A propos de la célébrité
On ne souffre pas de n’être pas célèbre. On déplore que certains le soient.
Divertissement : Jeux avec les mots. Comme ça, pour le plaisir.
Et pour une population qui, saoulée d’images, répugne à lire. Le sait-elle encore ? Sans doute ; sans doute, vaut-il mieux le croire, sinon, à voir tout ce que l’on publie, les auteurs finiraient par être plus nombreux que les lecteurs. Quoique… à bien réfléchir…
Phrases courtes, à mettre sous les yeux de tous sauf des linguistes, sémanticiens, étymologistes et autres dialectologues ou grammairiens ; du beau monde, somme toute!
L’embryon de dictionnaire, pudiquement nommé DICOBREF a bénéficié de la complicité de René Cérésuela, ingénieur ingénieux, signalée par un (*) astérisque liminaire.
Réflexions et non pensées. Mieux vaut laisser ce vocable aux dicotylédones violacées ou à Pascal Blaise. Et puis pourquoi penser au sein d’une société qui ne fait que dépenser ?
René F Baudoin
On ne souffre pas de n’être pas célèbre. On déplore que certains le soient.
La compétence ne s’arrête pas à nos goûts, la force de conviction, si.
L’enfer d’un amant ? Ecumer les restaurants, mais sa science est de connaître les hôtels-restaurants.
Quand je fais le marché c’est pour acheter des légumes, pas pour récolter des voix.
La grande supériorité du peintre réside dans le fait qu’aucun interprète ne le trahit.

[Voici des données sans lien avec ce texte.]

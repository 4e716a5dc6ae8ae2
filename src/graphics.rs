//! Renderer abstraction.
//!
//! [`Renderer`] is the output sink an icon is drawn into. It only sees
//! primitives in final canvas coordinates. [`Graphics`] sits on top of it,
//! owns the current cell [`Transform`], and dispatches shape
//! [`Primitive`]s to the sink.

use crate::basics::PointD;
use crate::color::Color;
use crate::shapes::Primitive;
use crate::transform::Transform;

// ============================================================================
// Renderer trait
// ============================================================================

/// Output sink for icon drawing.
///
/// Call order for one icon: `set_background` once, then for each shape
/// `begin_shape`, any number of `add_polygon` / `add_circle`, `end_shape`.
/// All primitives between `begin_shape` and `end_shape` form one filled
/// shape, so inverted primitives can cut holes in earlier ones.
pub trait Renderer {
    /// Paint the whole canvas one flat color.
    fn set_background(&mut self, color: Color);

    /// Start a shape filled with `color`.
    fn begin_shape(&mut self, color: Color);

    /// Finish the current shape.
    fn end_shape(&mut self);

    /// Add a closed polygon. Empty slices draw nothing.
    fn add_polygon(&mut self, points: &[PointD]);

    /// Add a circle whose bounding box has its top-left corner at
    /// `top_left`.
    fn add_circle(&mut self, top_left: PointD, diameter: f64, counter_clockwise: bool);
}

impl<R: Renderer + ?Sized> Renderer for &mut R {
    fn set_background(&mut self, color: Color) {
        (**self).set_background(color)
    }

    fn begin_shape(&mut self, color: Color) {
        (**self).begin_shape(color)
    }

    fn end_shape(&mut self) {
        (**self).end_shape()
    }

    fn add_polygon(&mut self, points: &[PointD]) {
        (**self).add_polygon(points)
    }

    fn add_circle(&mut self, top_left: PointD, diameter: f64, counter_clockwise: bool) {
        (**self).add_circle(top_left, diameter, counter_clockwise)
    }
}

// ============================================================================
// Graphics
// ============================================================================

/// Transform-aware drawing front end over a [`Renderer`].
pub struct Graphics<R: Renderer> {
    renderer: R,
    /// Placement applied to every primitive drawn until it is changed.
    pub transform: Transform,
}

impl<R: Renderer> Graphics<R> {
    pub fn new(renderer: R) -> Self {
        Self {
            renderer,
            transform: Transform::identity(),
        }
    }

    pub fn set_background(&mut self, color: Color) {
        self.renderer.set_background(color);
    }

    /// Draw one filled shape: `draw` issues primitives against `self`.
    pub fn render_shape<F>(&mut self, color: Color, draw: F)
    where
        F: FnOnce(&mut Self),
    {
        self.renderer.begin_shape(color);
        draw(self);
        self.renderer.end_shape();
    }

    /// Dispatch a primitive through the current transform.
    pub fn draw(&mut self, primitive: &Primitive) {
        match primitive {
            Primitive::Circle { x, y, size, invert } => {
                let p = self.transform.transform_icon_point(*x, *y, *size, *size);
                self.renderer.add_circle(p, *size, *invert);
            }
            Primitive::Polygon { points, invert } => {
                let t = self.transform;
                let transformed: Vec<PointD> = if *invert {
                    points
                        .iter()
                        .rev()
                        .map(|&(x, y)| t.transform_point(x, y))
                        .collect()
                } else {
                    points.iter().map(|&(x, y)| t.transform_point(x, y)).collect()
                };
                self.renderer.add_polygon(&transformed);
            }
            Primitive::Composite(parts) => {
                for part in parts {
                    self.draw(part);
                }
            }
        }
    }

    pub fn renderer(&self) -> &R {
        &self.renderer
    }
}

// ============================================================================
// Tests
// ============================================================================
//! RGBA pixel buffer with alpha blending, and the raster [`Renderer`].
//!
//! Pixels are stored as 4 bytes (R, G, B, A), non-premultiplied, row-major
//! with no row padding.

use crate::basics::PointD;
use crate::color::Color;
use crate::graphics::Renderer;
use crate::rasterizer::{CoverageMask, ScanlineRasterizer};

const BPP: usize = 4; // bytes per pixel

// ============================================================================
// Pixmap
// ============================================================================

/// Owned RGBA8 image.
#[derive(Debug, Clone, PartialEq, Eq)]
pub struct Pixmap {
    width: u32,
    height: u32,
    data: Vec<u8>,
}

impl Pixmap {
    /// Fully transparent image.
    pub fn new(width: u32, height: u32) -> Self {
        Self {
            width,
            height,
            data: vec![0; width as usize * height as usize * BPP],
        }
    }

    pub fn width(&self) -> u32 {
        self.width
    }

    pub fn height(&self) -> u32 {
        self.height
    }

    /// Raw RGBA bytes.
    pub fn data(&self) -> &[u8] {
        &self.data
    }

    #[inline]
    fn offset(&self, x: u32, y: u32) -> Option<usize> {
        if x < self.width && y < self.height {
            Some((y as usize * self.width as usize + x as usize) * BPP)
        } else {
            None
        }
    }

    /// Pixel at `(x, y)`, `None` outside the image.
    pub fn pixel(&self, x: u32, y: u32) -> Option<Color> {
        let off = self.offset(x, y)?;
        let p = &self.data[off..off + BPP];
        Some(Color::new(p[0], p[1], p[2], p[3]))
    }

    /// Overwrite every pixel with `c`.
    pub fn fill(&mut self, c: Color) {
        let px = c.to_array();
        for p in self.data.chunks_exact_mut(BPP) {
            p.copy_from_slice(&px);
        }
    }

    /// Overwrite one pixel. Out-of-range coordinates are ignored.
    pub fn copy_pixel(&mut self, x: u32, y: u32, c: Color) {
        if let Some(off) = self.offset(x, y) {
            self.data[off..off + BPP].copy_from_slice(&c.to_array());
        }
    }

    /// Composite `c` over the pixel at `(x, y)` with the given coverage.
    pub fn blend_pixel(&mut self, x: u32, y: u32, c: Color, coverage: f32) {
        if let Some(off) = self.offset(x, y) {
            blend_pix(&mut self.data[off..off + BPP], c, coverage);
        }
    }

    /// Composite `c` through a coverage mask anchored at the origin.
    pub fn blend_mask(&mut self, mask: &CoverageMask, c: Color) {
        let w = self.width.min(mask.width());
        let h = self.height.min(mask.height());
        for y in 0..h {
            let covers = mask.row(y);
            let start = y as usize * self.width as usize * BPP;
            let row = &mut self.data[start..start + w as usize * BPP];
            for (p, &cover) in row.chunks_exact_mut(BPP).zip(covers) {
                blend_pix(p, c, cover);
            }
        }
    }
}

/// Straight-alpha "over" operator.
///
/// For an opaque destination this is `c * a + dst * (1 - a)` per channel,
/// where `a` is the source alpha scaled by coverage.
#[inline]
fn blend_pix(p: &mut [u8], c: Color, coverage: f32) {
    let alpha = c.a as f32 / 255.0 * coverage.clamp(0.0, 1.0);
    if alpha <= 0.0 {
        return;
    }
    let dst_alpha = p[3] as f32 / 255.0;
    let keep = dst_alpha * (1.0 - alpha);
    let out_alpha = alpha + keep;
    let mix = |src: u8, dst: u8| {
        let v = (src as f32 * alpha + dst as f32 * keep) / out_alpha;
        (v + 0.5).min(255.0) as u8
    };
    p[0] = mix(c.r, p[0]);
    p[1] = mix(c.g, p[1]);
    p[2] = mix(c.b, p[2]);
    p[3] = (out_alpha * 255.0 + 0.5).min(255.0) as u8;
}

// ============================================================================
// RasterRenderer
// ============================================================================

/// [`Renderer`] producing an anti-aliased [`Pixmap`].
///
/// All primitives of one shape are rasterized together and composited once
/// with the shape color when the shape ends.
pub struct RasterRenderer {
    pixmap: Pixmap,
    rasterizer: ScanlineRasterizer,
    color: Option<Color>,
}

impl RasterRenderer {
    pub fn new(width: u32, height: u32) -> Self {
        Self {
            pixmap: Pixmap::new(width, height),
            rasterizer: ScanlineRasterizer::new(width, height),
            color: None,
        }
    }

    /// Set the number of sub-scanlines per pixel row.
    pub fn with_subsamples(mut self, subsamples: u32) -> Self {
        self.rasterizer = self.rasterizer.with_subsamples(subsamples);
        self
    }

    pub fn pixmap(&self) -> &Pixmap {
        &self.pixmap
    }

    pub fn into_pixmap(self) -> Pixmap {
        self.pixmap
    }
}

impl Renderer for RasterRenderer {
    fn set_background(&mut self, color: Color) {
        self.pixmap.fill(color);
    }

    fn begin_shape(&mut self, color: Color) {
        self.rasterizer.reset();
        self.color = Some(color);
    }

    fn end_shape(&mut self) {
        if let Some(color) = self.color.take() {
            let mask = self.rasterizer.rasterize();
            self.pixmap.blend_mask(&mask, color);
        }
        self.rasterizer.reset();
    }

    fn add_polygon(&mut self, points: &[PointD]) {
        if self.color.is_some() {
            self.rasterizer.add_polygon(points);
        }
    }

    fn add_circle(&mut self, top_left: PointD, diameter: f64, counter_clockwise: bool) {
        if self.color.is_some() {
            self.rasterizer
                .add_circle(top_left, diameter, counter_clockwise);
        }
    }
}

// ============================================================================
// Tests
// ============================================================================
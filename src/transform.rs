//! Cell placement transform.
//!
//! Identicon shapes are drawn in the local coordinates of one grid cell and
//! placed with a translation plus a rotation in whole quarter turns. That is
//! a restricted affine transform: the 2x2 part is always a multiple of 90
//! degrees, so it is stored as a rotation index instead of a matrix and the
//! rotated primitive keeps its axis-aligned bounding box inside the cell.

use crate::basics::PointD;

/// Translation, cell size and quarter-turn rotation for shape primitives.
///
/// `transform_icon_point` maps a point of a `w` x `h` primitive drawn in a
/// `size` x `size` cell:
///
/// ```text
///   rotation 0:  (x + x0,            y + y0)
///   rotation 1:  (x0 + size - y - h, y0 + x)
///   rotation 2:  (x0 + size - x - w, y0 + size - y - h)
///   rotation 3:  (x0 + y,            y0 + size - x - w)
/// ```
#[derive(Debug, Clone, Copy, PartialEq)]
pub struct Transform {
    pub x: f64,
    pub y: f64,
    pub size: f64,
    pub rotation: u32,
}

impl Transform {
    /// Placement at `(x, y)` with the given cell size; `rotation` is taken
    /// modulo 4.
    pub fn new(x: f64, y: f64, size: f64, rotation: u32) -> Self {
        Self {
            x,
            y,
            size,
            rotation: rotation % 4,
        }
    }

    /// Identity placement (no offset, no rotation).
    pub fn identity() -> Self {
        Self::new(0.0, 0.0, 0.0, 0)
    }

    /// Transform a point of a primitive whose local bounding box is `w` x `h`.
    ///
    /// Points (polygon vertices) pass `w = h = 0`. Circles pass their
    /// diameter so that the returned point is the top-left corner of the
    /// rotated bounding box.
    pub fn transform_icon_point(&self, x: f64, y: f64, w: f64, h: f64) -> PointD {
        let right = self.x + self.size;
        let bottom = self.y + self.size;
        match self.rotation {
            1 => PointD::new(right - y - h, self.y + x),
            2 => PointD::new(right - x - w, bottom - y - h),
            3 => PointD::new(self.x + y, bottom - x - w),
            _ => PointD::new(self.x + x, self.y + y),
        }
    }

    /// Transform a polygon vertex.
    #[inline]
    pub fn transform_point(&self, x: f64, y: f64) -> PointD {
        self.transform_icon_point(x, y, 0.0, 0.0)
    }
}

impl Default for Transform {
    fn default() -> Self {
        Self::identity()
    }
}

// ============================================================================
// Tests
// ============================================================================
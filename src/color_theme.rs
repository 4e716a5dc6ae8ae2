//! Palette derived from a hue and a style.

use core::ops::Index;

use crate::color::Color;
use crate::error::{Error, Result};
use crate::style::Style;

/// Smallest palette the color collision rule can work with.
pub const MIN_PALETTE_SIZE: usize = 5;

pub const DARK_GRAY: usize = 0;
pub const MID_COLOR: usize = 1;
pub const LIGHT_GRAY: usize = 2;
pub const LIGHT_COLOR: usize = 3;
pub const DARK_COLOR: usize = 4;

/// Ordered palette of foreground colors for one icon.
///
/// The default theme holds exactly five entries, indexed by the constants
/// above. Custom palettes may be longer but never shorter.
#[derive(Debug, Clone, PartialEq, Eq)]
pub struct ColorTheme {
    colors: Vec<Color>,
}

impl ColorTheme {
    /// Five-color palette for `hue` (in [0, 1]) under `style`.
    pub fn new(hue: f64, style: &Style) -> Self {
        let hue = style.restrict_hue(hue);
        let gray = |v| {
            Color::from_corrected_hsl(
                hue,
                style.grayscale_saturation,
                style.grayscale_lightness.lightness(v),
            )
        };
        let color = |v| {
            Color::from_corrected_hsl(
                hue,
                style.color_saturation,
                style.color_lightness.lightness(v),
            )
        };
        Self {
            colors: vec![gray(0.0), color(0.5), gray(1.0), color(1.0), color(0.0)],
        }
    }

    /// Caller-supplied palette. Fails when it has fewer than
    /// [`MIN_PALETTE_SIZE`] entries.
    pub fn from_colors(colors: Vec<Color>) -> Result<Self> {
        if colors.len() < MIN_PALETTE_SIZE {
            return Err(Error::Configuration(format!(
                "palette has {} colors, at least {MIN_PALETTE_SIZE} required",
                colors.len()
            )));
        }
        Ok(Self { colors })
    }

    pub fn len(&self) -> usize {
        self.colors.len()
    }

    pub fn is_empty(&self) -> bool {
        self.colors.is_empty()
    }

    pub fn get(&self, index: usize) -> Option<Color> {
        self.colors.get(index).copied()
    }

    pub fn colors(&self) -> &[Color] {
        &self.colors
    }
}

impl Index<usize> for ColorTheme {
    type Output = Color;

    fn index(&self, index: usize) -> &Color {
        &self.colors[index]
    }
}

// ============================================================================
// Tests
// ============================================================================

#[cfg(test)]
mod tests {
    use super::*;

    #[test]
    fn test_default_theme_has_five_entries() {
        let theme = ColorTheme::new(0.3, &Style::default());
        assert_eq!(theme.len(), MIN_PALETTE_SIZE);
    }

    #[test]
    fn test_grays_are_gray() {
        let theme = ColorTheme::new(0.7, &Style::default());
        for idx in [DARK_GRAY, LIGHT_GRAY] {
            let c = theme[idx];
            assert_eq!(c.r, c.g);
            assert_eq!(c.g, c.b);
        }
        assert!(theme[DARK_GRAY].r < theme[LIGHT_GRAY].r);
    }

    #[test]
    fn test_lightness_ordering() {
        let theme = ColorTheme::new(0.6, &Style::default());
        let luma = |c: Color| c.r as u32 + c.g as u32 + c.b as u32;
        assert!(luma(theme[DARK_COLOR]) < luma(theme[MID_COLOR]));
        assert!(luma(theme[MID_COLOR]) < luma(theme[LIGHT_COLOR]));
    }

    #[test]
    fn test_hue_zero_is_reddish() {
        let theme = ColorTheme::new(0.0, &Style::default());
        let c = theme[MID_COLOR];
        assert!(c.r > c.g && c.r > c.b, "{c:?}");
    }

    #[test]
    fn test_hue_restriction_applies() {
        let style = Style::default().with_hues(vec![240.0]);
        let restricted = ColorTheme::new(0.1, &style);
        let blue = ColorTheme::new(240.0 / 360.0, &Style::default());
        assert_eq!(restricted, blue);
    }

    #[test]
    fn test_from_colors_rejects_short_palette() {
        let err = ColorTheme::from_colors(vec![Color::BLACK; 4]).unwrap_err();
        assert!(matches!(err, Error::Configuration(_)));
        assert!(ColorTheme::from_colors(vec![Color::BLACK; 5]).is_ok());
    }
}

Contexte, c’est comme bonhomme ou malvoyant, l’adjectif est devant.
Malheur à celui par qui le scandale arrive est une formule dépassée. Maintenant il faut dire : célébrité à qui cause le scandale.
Le triomphe, à l’encontre de la vengeance, ne se consomme qu’à chaud.
On ne doit pas, il ne faut pas, il est inconvenant de gouverner gentiment ou avec complaisance.
Le temps perdu à rattraper les stupidités d’autrui.